According to CNBC Musk said at his Autonomy Day,

that autonomous driving will transform Tesla into a company with a $500 billion market cap, these people said. Its current market cap stands around $42 billion. He also said that existing Teslas will increase in value as self-driving capabilities are added via software, and will be worth up to $250,000 within three years.

Musk reiterated that because Teslas can be upgraded “over-the-air” with new software-enabled features and functionality, they will appreciate in value, unlike nearly every other car on the market. A Tesla will be worth $150,000 to $250,000 in 3 years, he claimed. He also said that a full self-driving upgrade will increase the value of any Tesla by a half order of magnitude, or five times.

Tesla expects to have 1 million vehicles on the road next year that are able to function as “robo-taxis,” Musk said, reiterating statements made at Autonomy Day and on the company’s Q1 earnings call. Each car should be able to do 100 hours of work a week for its owner, making money as a robo-taxi he told investors.

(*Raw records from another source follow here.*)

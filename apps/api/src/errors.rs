use axum::{
    extract::{
        multipart::MultipartRejection,
        rejection::{JsonRejection, PathRejection, QueryRejection},
    },
    http::StatusCode,
    response::{IntoResponse, Response},
    Json,
};
use serde_json::json;
use thiserror::Error;

/// Application-level error type.
/// Implements `IntoResponse` so Axum handlers can return `Result<T, AppError>`.
#[derive(Debug, Error)]
pub enum AppError {
    #[error("Not found: {0}")]
    NotFound(String),

    #[error("Validation error: {0}")]
    Validation(String),

    #[error("Unprocessable entity: {0}")]
    UnprocessableEntity(String),

    #[error("Database error: {0}")]
    Database(#[from] sqlx::Error),

    #[error("Internal server error: {0}")]
    Internal(#[from] anyhow::Error),
}

// Extractor rejections are client errors; render them in the same JSON shape.

impl From<QueryRejection> for AppError {
    fn from(rejection: QueryRejection) -> Self {
        AppError::Validation(rejection.body_text())
    }
}

impl From<PathRejection> for AppError {
    fn from(rejection: PathRejection) -> Self {
        AppError::Validation(rejection.body_text())
    }
}

impl From<JsonRejection> for AppError {
    fn from(rejection: JsonRejection) -> Self {
        AppError::Validation(rejection.body_text())
    }
}

impl From<MultipartRejection> for AppError {
    fn from(rejection: MultipartRejection) -> Self {
        AppError::Validation(rejection.body_text())
    }
}

impl IntoResponse for AppError {
    fn into_response(self) -> Response {
        let (status, code, message) = match &self {
            AppError::NotFound(msg) => (StatusCode::NOT_FOUND, "NOT_FOUND", msg.clone()),
            AppError::Validation(msg) => (StatusCode::BAD_REQUEST, "VALIDATION_ERROR", msg.clone()),
            AppError::UnprocessableEntity(msg) => (
                StatusCode::UNPROCESSABLE_ENTITY,
                "UNPROCESSABLE_ENTITY",
                msg.clone(),
            ),
            AppError::Database(e) => {
                tracing::error!("Database error: {e}");
                (
                    StatusCode::INTERNAL_SERVER_ERROR,
                    "DATABASE_ERROR",
                    "A database error occurred".to_string(),
                )
            }
            AppError::Internal(e) => {
                tracing::error!("Internal error: {e:?}");
                (
                    StatusCode::INTERNAL_SERVER_ERROR,
                    "INTERNAL_ERROR",
                    "An internal server error occurred".to_string(),
                )
            }
        };

        let body = Json(json!({
            "error": {
                "code": code,
                "message": message
            }
        }));

        (status, body).into_response()
    }
}
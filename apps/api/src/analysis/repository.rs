//! Analysis persistence behind a trait so the engine never touches storage.
//!
//! `PgAnalysisRepository` is used when `DATABASE_URL` is set;
//! `InMemoryAnalysisRepository` otherwise (and in tests).

use async_trait::async_trait;
use chrono::Utc;
use sqlx::types::Json;
use sqlx::PgPool;
use tokio::sync::RwLock;
use tracing::info;
use uuid::Uuid;

use crate::errors::AppError;
use crate::models::analysis::{Analysis, AnalysisRow, NewAnalysis, UserFeedback};

#[async_trait]
pub trait AnalysisRepository: Send + Sync {
    async fn create(&self, new: NewAnalysis) -> Result<Analysis, AppError>;

    async fn get(&self, id: Uuid) -> Result<Option<Analysis>, AppError>;

    /// Newest first.
    async fn list_by_owner(
        &self,
        user_id: &str,
        limit: usize,
        offset: usize,
    ) -> Result<Vec<Analysis>, AppError>;

    /// Returns `false` when no analysis with that id belongs to `user_id`.
    async fn delete(&self, id: Uuid, user_id: &str) -> Result<bool, AppError>;

    /// Returns `false` when no analysis with that id belongs to `user_id`.
    async fn attach_feedback(
        &self,
        id: Uuid,
        user_id: &str,
        feedback: UserFeedback,
    ) -> Result<bool, AppError>;
}

/// Resolves an analysis owned by `user_id`, or `NotFound`.
///
/// Analyses owned by someone else are reported as missing.
pub async fn get_owned(
    repo: &dyn AnalysisRepository,
    id: Uuid,
    user_id: &str,
) -> Result<Analysis, AppError> {
    repo.get(id)
        .await?
        .filter(|a| a.user_id == user_id)
        .ok_or_else(|| AppError::NotFound(format!("Analysis {id} not found")))
}

// ────────────────────────────────────────────────────────────────────────────
// PostgreSQL
// ────────────────────────────────────────────────────────────────────────────

pub struct PgAnalysisRepository {
    pool: PgPool,
}

impl PgAnalysisRepository {
    pub fn new(pool: PgPool) -> Self {
        Self { pool }
    }
}

#[async_trait]
impl AnalysisRepository for PgAnalysisRepository {
    async fn create(&self, new: NewAnalysis) -> Result<Analysis, AppError> {
        let id = Uuid::new_v4();

        let row = sqlx::query_as::<_, AnalysisRow>(
            r#"
            INSERT INTO analyses
                (id, user_id, resume_id, job_description, scores, keywords, recommendations)
            VALUES ($1, $2, $3, $4, $5, $6, $7)
            RETURNING *
            "#,
        )
        .bind(id)
        .bind(&new.user_id)
        .bind(&new.resume_id)
        .bind(&new.job_description)
        .bind(Json(&new.scores))
        .bind(Json(&new.keywords))
        .bind(Json(&new.recommendations))
        .fetch_one(&self.pool)
        .await?;

        info!("Inserted analysis {id} for user {}", new.user_id);
        Ok(row.into())
    }

    async fn get(&self, id: Uuid) -> Result<Option<Analysis>, AppError> {
        let row = sqlx::query_as::<_, AnalysisRow>("SELECT * FROM analyses WHERE id = $1")
            .bind(id)
            .fetch_optional(&self.pool)
            .await?;
        Ok(row.map(Analysis::from))
    }

    async fn list_by_owner(
        &self,
        user_id: &str,
        limit: usize,
        offset: usize,
    ) -> Result<Vec<Analysis>, AppError> {
        let rows = sqlx::query_as::<_, AnalysisRow>(
            r#"
            SELECT * FROM analyses
            WHERE user_id = $1
            ORDER BY created_at DESC
            LIMIT $2 OFFSET $3
            "#,
        )
        .bind(user_id)
        .bind(i64::try_from(limit).unwrap_or(i64::MAX))
        .bind(i64::try_from(offset).unwrap_or(i64::MAX))
        .fetch_all(&self.pool)
        .await?;
        Ok(rows.into_iter().map(Analysis::from).collect())
    }

    async fn delete(&self, id: Uuid, user_id: &str) -> Result<bool, AppError> {
        let result = sqlx::query("DELETE FROM analyses WHERE id = $1 AND user_id = $2")
            .bind(id)
            .bind(user_id)
            .execute(&self.pool)
            .await?;
        Ok(result.rows_affected() > 0)
    }

    async fn attach_feedback(
        &self,
        id: Uuid,
        user_id: &str,
        feedback: UserFeedback,
    ) -> Result<bool, AppError> {
        let result =
            sqlx::query("UPDATE analyses SET feedback = $1 WHERE id = $2 AND user_id = $3")
                .bind(Json(&feedback))
                .bind(id)
                .bind(user_id)
                .execute(&self.pool)
                .await?;
        Ok(result.rows_affected() > 0)
    }
}

// ────────────────────────────────────────────────────────────────────────────
// In-memory
// ────────────────────────────────────────────────────────────────────────────

/// Process-local store holding at most `limit` analyses per user, newest first.
pub struct InMemoryAnalysisRepository {
    analyses: RwLock<Vec<Analysis>>,
    limit: usize,
}

impl InMemoryAnalysisRepository {
    pub fn new(limit: usize) -> Self {
        Self {
            analyses: RwLock::new(Vec::new()),
            limit,
        }
    }
}

#[async_trait]
impl AnalysisRepository for InMemoryAnalysisRepository {
    async fn create(&self, new: NewAnalysis) -> Result<Analysis, AppError> {
        let analysis = new.into_analysis(Uuid::new_v4(), Utc::now());
        let mut analyses = self.analyses.write().await;
        analyses.insert(0, analysis.clone());

        // Retention is per owner: only the creator's oldest records are evicted.
        let mut kept = 0;
        analyses.retain(|a| {
            if a.user_id != analysis.user_id {
                return true;
            }
            kept += 1;
            kept <= self.limit
        });
        Ok(analysis)
    }

    async fn get(&self, id: Uuid) -> Result<Option<Analysis>, AppError> {
        Ok(self
            .analyses
            .read()
            .await
            .iter()
            .find(|a| a.id == id)
            .cloned())
    }

    async fn list_by_owner(
        &self,
        user_id: &str,
        limit: usize,
        offset: usize,
    ) -> Result<Vec<Analysis>, AppError> {
        Ok(self
            .analyses
            .read()
            .await
            .iter()
            .filter(|a| a.user_id == user_id)
            .skip(offset)
            .take(limit)
            .cloned()
            .collect())
    }

    async fn delete(&self, id: Uuid, user_id: &str) -> Result<bool, AppError> {
        let mut analyses = self.analyses.write().await;
        let before = analyses.len();
        analyses.retain(|a| !(a.id == id && a.user_id == user_id));
        Ok(analyses.len() < before)
    }

    async fn attach_feedback(
        &self,
        id: Uuid,
        user_id: &str,
        feedback: UserFeedback,
    ) -> Result<bool, AppError> {
        let mut analyses = self.analyses.write().await;
        match analyses
            .iter_mut()
            .find(|a| a.id == id && a.user_id == user_id)
        {
            Some(analysis) => {
                analysis.feedback = Some(feedback);
                Ok(true)
            }
            None => Ok(false),
        }
    }
}
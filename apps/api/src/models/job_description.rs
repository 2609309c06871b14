use chrono::{DateTime, Utc};
use serde::{Deserialize, Serialize};
use sqlx::types::Json;
use sqlx::FromRow;
use uuid::Uuid;

use crate::analysis::keywords::{extract_keywords, JOB_KEYWORD_LIMIT};

/// A job description saved to a user's library for reuse across analyses.
#[derive(Debug, Clone, PartialEq, Serialize, Deserialize)]
pub struct JobDescription {
    pub id: Uuid,
    pub user_id: String,
    pub title: String,
    pub description: String,
    pub company: Option<String>,
    /// Inactive entries are hidden from listings and search.
    pub is_active: bool,
    pub analyses_count: i64,
    pub last_analyzed_at: Option<DateTime<Utc>>,
    pub metadata: JobDescriptionMetadata,
    pub created_at: DateTime<Utc>,
    pub updated_at: DateTime<Utc>,
}

/// Derived from `description`; recomputed whenever the description changes.
#[derive(Debug, Clone, PartialEq, Serialize, Deserialize)]
pub struct JobDescriptionMetadata {
    pub word_count: usize,
    pub character_count: usize,
    pub extracted_keywords: Vec<String>,
}

impl JobDescriptionMetadata {
    pub fn from_description(description: &str) -> Self {
        Self {
            word_count: description.split_whitespace().count(),
            character_count: description.chars().count(),
            extracted_keywords: extract_keywords(description, JOB_KEYWORD_LIMIT),
        }
    }
}

/// Input for `JobDescriptionRepository::create`.
#[derive(Debug, Clone)]
pub struct NewJobDescription {
    pub user_id: String,
    pub title: String,
    pub description: String,
    pub company: Option<String>,
}

impl NewJobDescription {
    pub fn into_job_description(self, id: Uuid, now: DateTime<Utc>) -> JobDescription {
        let metadata = JobDescriptionMetadata::from_description(&self.description);
        JobDescription {
            id,
            user_id: self.user_id,
            title: self.title.trim().to_string(),
            description: self.description,
            company: normalize_company(self.company),
            is_active: true,
            analyses_count: 0,
            last_analyzed_at: None,
            metadata,
            created_at: now,
            updated_at: now,
        }
    }
}

/// Partial update; absent fields are left untouched. An empty `company` clears it.
#[derive(Debug, Clone, Default, Deserialize)]
pub struct JobDescriptionUpdate {
    pub title: Option<String>,
    pub description: Option<String>,
    pub company: Option<String>,
    pub is_active: Option<bool>,
}

impl JobDescriptionUpdate {
    pub fn is_empty(&self) -> bool {
        self.title.is_none()
            && self.description.is_none()
            && self.company.is_none()
            && self.is_active.is_none()
    }
}

impl JobDescription {
    pub fn apply(&mut self, update: JobDescriptionUpdate, now: DateTime<Utc>) {
        if let Some(title) = update.title {
            self.title = title.trim().to_string();
        }
        if let Some(description) = update.description {
            if description != self.description {
                self.metadata = JobDescriptionMetadata::from_description(&description);
                self.description = description;
            }
        }
        if update.company.is_some() {
            self.company = normalize_company(update.company);
        }
        if let Some(is_active) = update.is_active {
            self.is_active = is_active;
        }
        self.updated_at = now;
    }

    pub fn record_analysis(&mut self, now: DateTime<Utc>) {
        self.analyses_count += 1;
        self.last_analyzed_at = Some(now);
        self.updated_at = now;
    }

    /// Case-insensitive substring match on title, description or company.
    /// `needle` must already be lowercase.
    pub fn matches(&self, needle: &str) -> bool {
        self.title.to_lowercase().contains(needle)
            || self.description.to_lowercase().contains(needle)
            || self
                .company
                .as_deref()
                .is_some_and(|c| c.to_lowercase().contains(needle))
    }
}

fn normalize_company(company: Option<String>) -> Option<String> {
    company
        .map(|c| c.trim().to_string())
        .filter(|c| !c.is_empty())
}

#[derive(Debug, Clone, FromRow)]
pub struct JobDescriptionRow {
    pub id: Uuid,
    pub user_id: String,
    pub title: String,
    pub description: String,
    pub company: Option<String>,
    pub is_active: bool,
    pub analyses_count: i64,
    pub last_analyzed_at: Option<DateTime<Utc>>,
    pub metadata: Json<JobDescriptionMetadata>,
    pub created_at: DateTime<Utc>,
    pub updated_at: DateTime<Utc>,
}

impl From<JobDescriptionRow> for JobDescription {
    fn from(row: JobDescriptionRow) -> Self {
        JobDescription {
            id: row.id,
            user_id: row.user_id,
            title: row.title,
            description: row.description,
            company: row.company,
            is_active: row.is_active,
            analyses_count: row.analyses_count,
            last_analyzed_at: row.last_analyzed_at,
            metadata: row.metadata.0,
            created_at: row.created_at,
            updated_at: row.updated_at,
        }
    }
}
mod analysis;
mod config;
mod db;
mod errors;
mod extraction;
mod extractors;
mod job_descriptions;
mod llm_client;
mod models;
mod routes;
mod state;

use anyhow::{Context, Result};
use std::net::SocketAddr;
use std::sync::Arc;
use tower::ServiceBuilder;
use tower_http::{cors::CorsLayer, trace::TraceLayer};
use tracing::{info, warn};
use tracing_subscriber::{layer::SubscriberExt, util::SubscriberInitExt, EnvFilter};

use crate::analysis::recommendations::{LlmRecommender, Recommender, RuleBasedRecommender};
use crate::analysis::repository::{
    AnalysisRepository, InMemoryAnalysisRepository, PgAnalysisRepository,
};
use crate::config::Config;
use crate::db::create_pool;
use crate::job_descriptions::repository::{
    InMemoryJobDescriptionRepository, JobDescriptionRepository, PgJobDescriptionRepository,
};
use crate::llm_client::LlmClient;
use crate::routes::build_router;
use crate::state::AppState;

#[tokio::main]
async fn main() -> Result<()> {
    // Load configuration first (fails on missing required env vars)
    let config = Config::from_env()?;

    // Initialize structured logging
    tracing_subscriber::registry()
        .with(EnvFilter::try_from_default_env().unwrap_or_else(|_| {
            EnvFilter::new(format!("{}={}", env!("CARGO_CRATE_NAME"), &config.rust_log))
        }))
        .with(tracing_subscriber::fmt::layer())
        .init();

    info!("Starting ATS API v{}", env!("CARGO_PKG_VERSION"));

    let (repository, job_descriptions) = build_repositories(&config).await?;
    let recommender = build_recommender(&config)?;

    let state = AppState {
        repository,
        job_descriptions,
        recommender,
        config: config.clone(),
    };

    let app = build_router(state).layer(
        ServiceBuilder::new()
            .layer(TraceLayer::new_for_http())
            .layer(CorsLayer::permissive()),
    );

    let addr: SocketAddr = format!("0.0.0.0:{}", config.port).parse()?;
    info!("Listening on {addr}");

    let listener = tokio::net::TcpListener::bind(addr).await?;
    axum::serve(listener, app).await?;

    Ok(())
}

/// PostgreSQL when `DATABASE_URL` is set, otherwise bounded in-memory stores.
async fn build_repositories(
    config: &Config,
) -> Result<(
    Arc<dyn AnalysisRepository>,
    Arc<dyn JobDescriptionRepository>,
)> {
    match &config.database_url {
        Some(url) => {
            let pool = create_pool(url).await?;
            Ok((
                Arc::new(PgAnalysisRepository::new(pool.clone())),
                Arc::new(PgJobDescriptionRepository::new(pool)),
            ))
        }
        None => {
            warn!(
                "DATABASE_URL not set; keeping at most {} analyses and {} job descriptions per user in memory",
                config.memory_analysis_limit, config.memory_job_description_limit
            );
            Ok((
                Arc::new(InMemoryAnalysisRepository::new(
                    config.memory_analysis_limit,
                )),
                Arc::new(InMemoryJobDescriptionRepository::new(
                    config.memory_job_description_limit,
                )),
            ))
        }
    }
}

/// Rule-based by default; LLM enrichment when ENABLE_LLM_RECOMMENDATIONS=true.
fn build_recommender(config: &Config) -> Result<Arc<dyn Recommender>> {
    if !config.enable_llm_recommendations {
        info!("Using rule-based recommendations");
        return Ok(Arc::new(RuleBasedRecommender));
    }

    let api_key = config
        .anthropic_api_key
        .clone()
        .context("ANTHROPIC_API_KEY is required when LLM recommendations are enabled")?;
    let client = LlmClient::new(api_key, config.llm_timeout)?;
    info!(
        "LLM recommendations enabled (model: {}, timeout: {}s)",
        llm_client::MODEL,
        config.llm_timeout.as_secs()
    );
    Ok(Arc::new(LlmRecommender::new(
        Arc::new(client),
        config.llm_timeout,
    )))
}
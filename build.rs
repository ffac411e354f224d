//! Build script for generating the `reality-proxy` man page.
//!
//! The packaging pipeline expects the man page to be available from the
//! build output directory, so we generate it using clap-mangen here.

use std::env;
use std::io::Write;
use std::path::PathBuf;

use camino::Utf8PathBuf;
use cap_std::ambient_authority;
use cap_std::fs_utf8::Dir;
use clap::CommandFactory;
use clap_mangen::Man;

#[path = "src/cli/mod.rs"]
mod cli;

use cli::Cli;

fn main() -> Result<(), Box<dyn std::error::Error>> {
    let mut stdout = std::io::stdout();
    writeln!(stdout, "cargo:rerun-if-changed=build.rs")?;
    writeln!(stdout, "cargo:rerun-if-changed=src/cli/mod.rs")?;

    let raw_out_dir =
        PathBuf::from(env::var_os("OUT_DIR").ok_or_else(|| {
            std::io::Error::new(std::io::ErrorKind::NotFound, "OUT_DIR was not set")
        })?);
    let out_dir = Utf8PathBuf::from_path_buf(raw_out_dir).map_err(|path| {
        std::io::Error::new(
            std::io::ErrorKind::InvalidData,
            format!("OUT_DIR is not UTF-8: {}", path.display()),
        )
    })?;

    let mut buffer = Vec::new();
    Man::new(Cli::command()).render(&mut buffer)?;

    let dir = Dir::open_ambient_dir(&out_dir, ambient_authority())?;
    dir.write("reality-proxy.1", buffer)?;

    Ok(())
}
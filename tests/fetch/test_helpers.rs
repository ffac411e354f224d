//! Shared fixtures for fetch BDD scenarios.

use std::cell::RefCell;
use std::time::Duration;

use camino::Utf8PathBuf;
use reality_proxy::fetch::{ConfigFetcher, FetchRequest};
use reality_proxy::outputs::OutputsStore;
use reality_proxy::remote::PollPolicy;
use reality_proxy::test_support::ScriptedConnector;
use rstest::fixture;
use tempfile::TempDir;

#[derive(Debug)]
pub struct FetchContext {
    _tmp: TempDir,
    pub root: Utf8PathBuf,
    pub connector: ScriptedConnector,
    pub outcome: RefCell<Option<Result<Utf8PathBuf, String>>>,
}

impl FetchContext {
    pub fn outputs_path(&self) -> Utf8PathBuf {
        self.root.join("outputs.json")
    }

    pub fn output_path(&self) -> Utf8PathBuf {
        self.root.join("reality-config.txt")
    }

    pub fn fetcher(&self) -> ConfigFetcher {
        ConfigFetcher::new(OutputsStore::new(self.outputs_path())).with_policy(PollPolicy {
            initial_interval: Duration::from_millis(1),
            max_interval: Duration::from_millis(4),
            timeout: Duration::from_secs(5),
        })
    }

    pub fn request(&self) -> FetchRequest {
        FetchRequest {
            stack_name: String::from("VlessProxyStack"),
            output_path: self.output_path(),
            wait_for_setup: false,
        }
    }
}

#[fixture]
pub fn fetch_context() -> FetchContext {
    let tmp = TempDir::new().unwrap_or_else(|err| panic!("create fetch temp directory: {err}"));
    let root = Utf8PathBuf::from_path_buf(tmp.path().to_path_buf())
        .unwrap_or_else(|path| panic!("temp dir should be utf8: {}", path.display()));
    FetchContext {
        _tmp: tmp,
        root,
        connector: ScriptedConnector::default(),
        outcome: RefCell::new(None),
    }
}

So if Musk’s cars would be worth $150,000-$250,000 how does that reconcile with a sticker price of $35,000~$124,000? A used 2018 Model S 100D with 18,588 miles on the clock is $60,990. So the above used car could technically be worth c.2.5x higher in Musk’s thought bubble. Where is the stampede of people running to used car lots to hoard compatible Teslas? That has to be one of the best investments out there – forget buying Tesla shares! Buy the used cars. Sadly, about the only cars that appreciate are limited edition classic cars. A mass-market electric car in abundant supply will not be worth a 100% mark-up, even if one takes into account the hypothesis is driven by the revenue uplift of one’s car doing the rounds of a taxi while you sleep.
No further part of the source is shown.